Alienware is mostly known for gaming machines.  This laptop has an intel video subsystem.  In my opinion, you can get the same type of system from gateway or Dell for $2000.

I am leaning maybe to the Powerbook G4 17".  I figure, might as well go the extra long mille.  I can just eat top roman or cup o noodle till January when my fellowship money and grants are renewed.

----------

## BitJam

I think you can get almost exactly what you want from Dell.  They allow a lot of customization.    I very happy with my i8200.    

The best thing about it is the screen.   Their high end screens have really wide viewing angles.    This is great for watching DVD's with friends.   It would probably be helpful for making presentations.

----------

## daha

Im wondering to buy ibook and i  prefer it for you also.
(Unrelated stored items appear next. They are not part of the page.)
//! Integration tests for loading a configs directory and resolving merges.

use kubedepot::error::{LoadError, MergeError, ResolveError};
use kubedepot::kubeconfig::{KubeConfig, MERGED_CURRENT_CONTEXT, Section};
use kubedepot::resolver::resolve;
use kubedepot::store::ConfigStore;
use serde_json::json;
use std::path::Path;
use tempfile::TempDir;

/// Single-cluster kubeconfig named after `name`, with an exec-plugin user.
fn kubeconfig(name: &str) -> String {
    format!(
        r#"apiVersion: v1
kind: Config
clusters:
- cluster:
    certificate-authority-data: {name}-ca
    server: https://{name}.k8s.example.com:6443
  name: {name}
contexts:
- context:
    cluster: {name}
    user: {name}-admin
  name: {name}
current-context: {name}
users:
- name: {name}-admin
  user:
    exec:
      apiVersion: client.authentication.k8s.io/v1beta1
      command: kubelogin
      args:
      - get-token
      - --server-id
      - {name}
"#
    )
}

fn write(dir: &Path, file: &str, content: &str) {
    std::fs::write(dir.join(file), content).expect("Failed to write test file");
}

/// Helper to create a configs directory with one file per name.
fn setup_store(names: &[&str]) -> (TempDir, ConfigStore) {
    let temp = TempDir::new().expect("Failed to create temp dir");
    for name in names {
        write(temp.path(), &format!("{name}.yaml"), &kubeconfig(name));
    }
    let store = ConfigStore::open(temp.path()).expect("Failed to open store");
    (temp, store)
}

#[test]
fn five_configs_merge_end_to_end() {
    let (_temp, store) = setup_store(&["dev", "prod", "a", "b", "c"]);

    let mut names = store.list();
    names.sort();
    assert_eq!(names, vec!["a", "b", "c", "dev", "prod"]);

    let all = resolve::<&str>(&store, &[]).expect("merge of all configs");
    assert_eq!(all.clusters.len(), 5);
    assert_eq!(all.contexts.len(), 5);
    assert_eq!(all.users.len(), 5);
    assert_eq!(all.current_context, MERGED_CURRENT_CONTEXT);

    let dev = resolve(&store, &["dev"]).expect("merge of dev");
    let stored = store.get("dev").expect("dev is loaded");
    assert_eq!(dev.clusters, stored.clusters);
    assert_eq!(dev.contexts, stored.contexts);
    assert_eq!(dev.users, stored.users);
    assert_eq!(dev.current_context, "dev");
    assert_eq!(dev.api_version, "v1");
    assert_eq!(dev.kind, "Config");
}

#[test]
fn empty_request_equals_full_explicit_request() {
    let (_temp, store) = setup_store(&["dev", "prod", "staging"]);

    let implicit = resolve::<&str>(&store, &[]).unwrap();
    let explicit = resolve(&store, &store.list()).unwrap();
    assert_eq!(implicit, explicit);
}

#[test]
fn unknown_name_returns_not_found() {
    let (_temp, store) = setup_store(&["dev", "prod"]);

    let err = resolve(&store, &["dev", "qa"]).unwrap_err();
    assert_eq!(err, ResolveError::NotFound("qa".to_string()));

    // The store is untouched and still answers.
    assert_eq!(store.len(), 2);
    assert!(resolve(&store, &["prod"]).is_ok());
}

#[test]
fn exec_credentials_preserved_through_merge() {
    let (_temp, store) = setup_store(&["dev", "prod"]);

    let merged = resolve(&store, &["prod", "dev"]).unwrap();
    assert_eq!(
        merged.users[0].user["exec"]["args"],
        json!(["get-token", "--server-id", "prod"])
    );

    let yaml = serde_yaml::to_string(&merged).unwrap();
    let reparsed = KubeConfig::parse(yaml.as_bytes()).unwrap();
    assert_eq!(reparsed, merged);
}

#[test]
fn colliding_cluster_names_fail_startup() {
    let temp = TempDir::new().unwrap();
    write(temp.path(), "dev.yaml", &kubeconfig("dev"));
    // Different file, same cluster/context/user names.
    write(temp.path(), "dev-copy.yaml", &kubeconfig("dev"));

    let err = ConfigStore::open(temp.path()).unwrap_err();
    match err {
        LoadError::Unmergeable { source, .. } => {
            assert_eq!(
                source,
                MergeError::DuplicateName {
                    section: Section::Cluster,
                    name: "dev".to_string()
                }
            );
        }
        other => panic!("Expected Unmergeable, got: {}", other),
    }
}

#[test]
fn multi_cluster_file_fails_startup() {
    let temp = TempDir::new().unwrap();
    let content = r#"clusters:
- cluster: {server: "https://one"}
  name: one
- cluster: {server: "https://two"}
  name: two
contexts:
- context: {cluster: one, user: admin}
  name: one
users:
- name: admin
  user: {token: abc}
"#;
    write(temp.path(), "multi.yaml", content);

    let err = ConfigStore::open(temp.path()).unwrap_err();
    assert!(matches!(
        err,
        LoadError::Unmergeable {
            source: MergeError::MultipleEntries(Section::Cluster),
            ..
        }
    ));
}

#[test]
fn malformed_file_fails_load_and_names_it() {
    let temp = TempDir::new().unwrap();
    write(temp.path(), "dev.yaml", &kubeconfig("dev"));
    write(temp.path(), "oops.yaml", "clusters: [unterminated");

    let err = ConfigStore::load(temp.path()).unwrap_err();
    assert!(matches!(err, LoadError::InvalidDocument { .. }));
    assert!(err.to_string().contains("oops.yaml"));
}

#[test]
fn configmap_mount_layout_is_loaded() {
    // Kubernetes projects ConfigMaps as symlinks into a hidden timestamped dir.
    let temp = TempDir::new().unwrap();
    let data_dir = temp.path().join("..2025_01_01_00_00_00.000000000");
    std::fs::create_dir(&data_dir).unwrap();
    write(&data_dir, "dev.yaml", &kubeconfig("dev"));
    write(&data_dir, "prod.yaml", &kubeconfig("prod"));

    #[cfg(unix)]
    {
        use std::os::unix::fs::symlink;
        symlink(&data_dir, temp.path().join("..data")).unwrap();
        symlink(
            Path::new("..data").join("dev.yaml"),
            temp.path().join("dev.yaml"),
        )
        .unwrap();
        symlink(
            Path::new("..data").join("prod.yaml"),
            temp.path().join("prod.yaml"),
        )
        .unwrap();

        let store = ConfigStore::open(temp.path()).unwrap();
        let mut names = store.list();
        names.sort();
        assert_eq!(names, vec!["dev", "prod"]);
    }

    #[cfg(not(unix))]
    {
        let store = ConfigStore::open(temp.path()).unwrap();
        assert!(store.is_empty());
    }
}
Why to use PC-systems, when you dont have to?

----------

## feliperal

Well, I just suckered in and bought an Apple Powerbook 15" 1.25 ghz zuperdrive.  Apple says It should be mailed to my office in the Finance/Economics department by Friday.  I don't know how well the graphics chip (Radeon 9600) is supported in Linux.  I've heard some people have had bad experiences with the desktop version.

I'm just sad I forked over $2500.  Well , i figure Ill just duplicate foreign porn onto dvd and sell it for $5 a pop....to pay off the laptop....hehehe

----------